When running Qwen3 SFT example on more than 1 GPU, saving a checkpoint fails if evaluation happens during the same step. Error:

  File "/root/miniforge3/envs/forge/lib/python3.12/site-packages/torch/distributed/checkpoint/state_dict_saver.py", line 383, in _stateful_to_state_dict
    elem.state_dict() if isinstance(elem, Stateful) else elem
    ^^^^^^^^^^^^^^^^^
  File "/root/miniforge3/envs/forge/lib/python3.12/site-packages/torchtitan/components/optimizer.py", line 105, in state_dict
    for sd in map(func, self.model_parts, self.optimizers)
              ^^^^^^^^^^^^^^^^^^^^^^^^^^^^^^^^^^^^^^^^^^^^
  File "/root/miniforge3/envs/forge/lib/python3.12/site-packages/torch/distributed/checkpoint/state_dict.py", line 1106, in get_optimizer_state_dict
    optim_state_dict = _get_optim_state_dict(model, optimizers, info)

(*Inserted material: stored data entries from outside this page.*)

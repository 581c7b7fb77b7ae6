// SPDX-License-Identifier: Apache-2.0 OR MIT
// Copyright (c) 2025-2026 naskel.com

//! Notification queue: how command results and protocol events reach the host.
//!
//! Every command produces exactly one terminal notification for its sender,
//! optionally preceded by progress notifications; protocol events (lost
//! arbitration) produce unsolicited ones. The engine never fails a call,
//! it enqueues.

use crate::engine::range::{RangeId, RangeState};
use std::collections::VecDeque;

/// Opaque token identifying the entity that issued a command.
///
/// Round-trips through the engine unchanged; the host uses it to route
/// notifications back to the right requester.
#[derive(Debug, Clone, Copy, PartialEq, Eq, Hash)]
pub struct SenderId(pub u64);

/// Why a command could not be honored.
#[derive(Debug, Clone, Copy, PartialEq, Eq)]
pub enum NotifyError {
    /// The engine has not been initialized.
    NotInitialized,
    /// The engine is already initialized.
    AlreadyInitialized,
    /// No disjoint sub-range of the requested length was found.
    NoFreeRange,
    /// The id does not name a live reservation of this sender.
    UnknownId,
    /// A parameter was outside its allowed domain.
    InvalidArgument,
}

impl std::fmt::Display for NotifyError {
    fn fmt(&self, f: &mut std::fmt::Formatter<'_>) -> std::fmt::Result {
        match self {
            NotifyError::NotInitialized => write!(f, "not initialized"),
            NotifyError::AlreadyInitialized => write!(f, "already initialized"),
            NotifyError::NoFreeRange => write!(f, "no free range of that length"),
            NotifyError::UnknownId => write!(f, "unknown range id"),
            NotifyError::InvalidArgument => write!(f, "invalid argument"),
        }
    }
}

/// Snapshot of one reservation, carried by STATUS notifications.
#[derive(Debug, Clone, Copy, PartialEq, Eq)]
pub struct RangeInfo {
    /// First address of the reservation.
    pub start: u64,
    /// Number of addresses.
    pub count: u16,
    /// Current state.
    pub state: RangeState,
}

/// Event delivered to the host.
#[derive(Debug, Clone, Copy, PartialEq, Eq)]
pub enum Notification {
    /// Engine configured and ready.
    Initialized {
        /// First address of the managed pool.
        pool_base: u64,
        /// Number of addresses in the managed pool.
        pool_len: u32,
    },
    /// Initialization rejected.
    InitFailed {
        /// Rejection reason.
        error: NotifyError,
    },
    /// Probing started for a new reservation.
    Acquiring {
        /// Reservation id.
        id: RangeId,
        /// First address.
        start: u64,
        /// Number of addresses.
        count: u16,
    },
    /// Probing finished without conflict; the range is now defended.
    Acquired {
        /// Reservation id.
        id: RangeId,
        /// First address.
        start: u64,
        /// Number of addresses.
        count: u16,
    },
    /// Reservation could not be started.
    ReserveFailed {
        /// Rejection reason.
        error: NotifyError,
    },
    /// Reservation released on the owner's request.
    Released {
        /// Reservation id.
        id: RangeId,
        /// First address.
        start: u64,
        /// Number of addresses.
        count: u16,
    },
    /// Release rejected.
    ReleaseFailed {
        /// The id the release named.
        id: RangeId,
        /// Rejection reason.
        error: NotifyError,
    },
    /// Answer to a status query; `info` is `None` for unknown ids.
    Status {
        /// The id the query named.
        id: RangeId,
        /// Reservation snapshot, if the id is live.
        info: Option<RangeInfo>,
    },
    /// Arbitration lost: the reservation was surrendered to a peer.
    Yielded {
        /// Reservation id.
        id: RangeId,
        /// First address of the surrendered interval.
        start: u64,
        /// Number of addresses surrendered.
        count: u16,
        /// First address of the conflicting peer range.
        conflict_start: u64,
        /// Number of addresses in the conflicting peer range.
        conflict_count: u16,
    },
}

impl std::fmt::Display for Notification {
    fn fmt(&self, f: &mut std::fmt::Formatter<'_>) -> std::fmt::Result {
        match self {
            Notification::Initialized {
                pool_base,
                pool_len,
            } => write!(
                f,
                "initialized: pool {:#014x} + {:#06x}",
                pool_base, pool_len
            ),
            Notification::InitFailed { error } => write!(f, "init failed: {}", error),
            Notification::Acquiring { id, start, count } => {
                write!(f, "acquiring id {}: {:#014x} + {}", id, start, count)
            }
            Notification::Acquired { id, start, count } => {
                write!(f, "acquired id {}: {:#014x} + {}", id, start, count)
            }
            Notification::ReserveFailed { error } => write!(f, "reserve failed: {}", error),
            Notification::Released { id, start, count } => {
                write!(f, "released id {}: {:#014x} + {}", id, start, count)
            }
            Notification::ReleaseFailed { id, error } => {
                write!(f, "release of id {} failed: {}", id, error)
            }
            Notification::Status { id, info: None } => write!(f, "status id {}: unknown", id),
            Notification::Status {
                id,
                info: Some(info),
            } => write!(
                f,
                "status id {}: {:#014x} + {} ({})",
                id, info.start, info.count, info.state
            ),
            Notification::Yielded {
                id,
                start,
                count,
                conflict_start,
                conflict_count,
            } => write!(
                f,
                "yielded id {}: {:#014x} + {} to peer claim {:#014x} + {}",
                id, start, count, conflict_start, conflict_count
            ),
        }
    }
}

/// FIFO of pending notifications with their originating sender tokens.
#[derive(Debug, Default)]
pub struct NotifyQueue {
    entries: VecDeque<(SenderId, Notification)>,
}

impl NotifyQueue {
    /// Create an empty queue.
    #[must_use]
    pub fn new() -> Self {
        NotifyQueue {
            entries: VecDeque::new(),
        }
    }

    /// Append a notification for `sender`.
    pub fn push(&mut self, sender: SenderId, notification: Notification) {
        self.entries.push_back((sender, notification));
    }

    /// Take the oldest pending notification.
    pub fn pop(&mut self) -> Option<(SenderId, Notification)> {
        self.entries.pop_front()
    }

    /// Number of pending notifications.
    #[must_use]
    pub fn len(&self) -> usize {
        self.entries.len()
    }

    /// True if nothing is pending.
    #[must_use]
    pub fn is_empty(&self) -> bool {
        self.entries.is_empty()
    }

    /// Drop every pending notification.
    pub fn clear(&mut self) {
        self.entries.clear();
    }
}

                       ^^^^^^^^^^^^^^^^^^^^^^^^^^^^^^^^^^^^^^^^^^^^^^
  File "/root/miniforge3/envs/forge/lib/python3.12/site-packages/torch/utils/_contextlib.py", line 120, in decorate_context
    return func(*args, **kwargs)
           ^^^^^^^^^^^^^^^^^^^^^
  File "/root/miniforge3/envs/forge/lib/python3.12/site-packages/torch/distributed/checkpoint/state_dict.py", line 818, in _get_optim_state_dict
    fqn = fqn_pid_mapping[key]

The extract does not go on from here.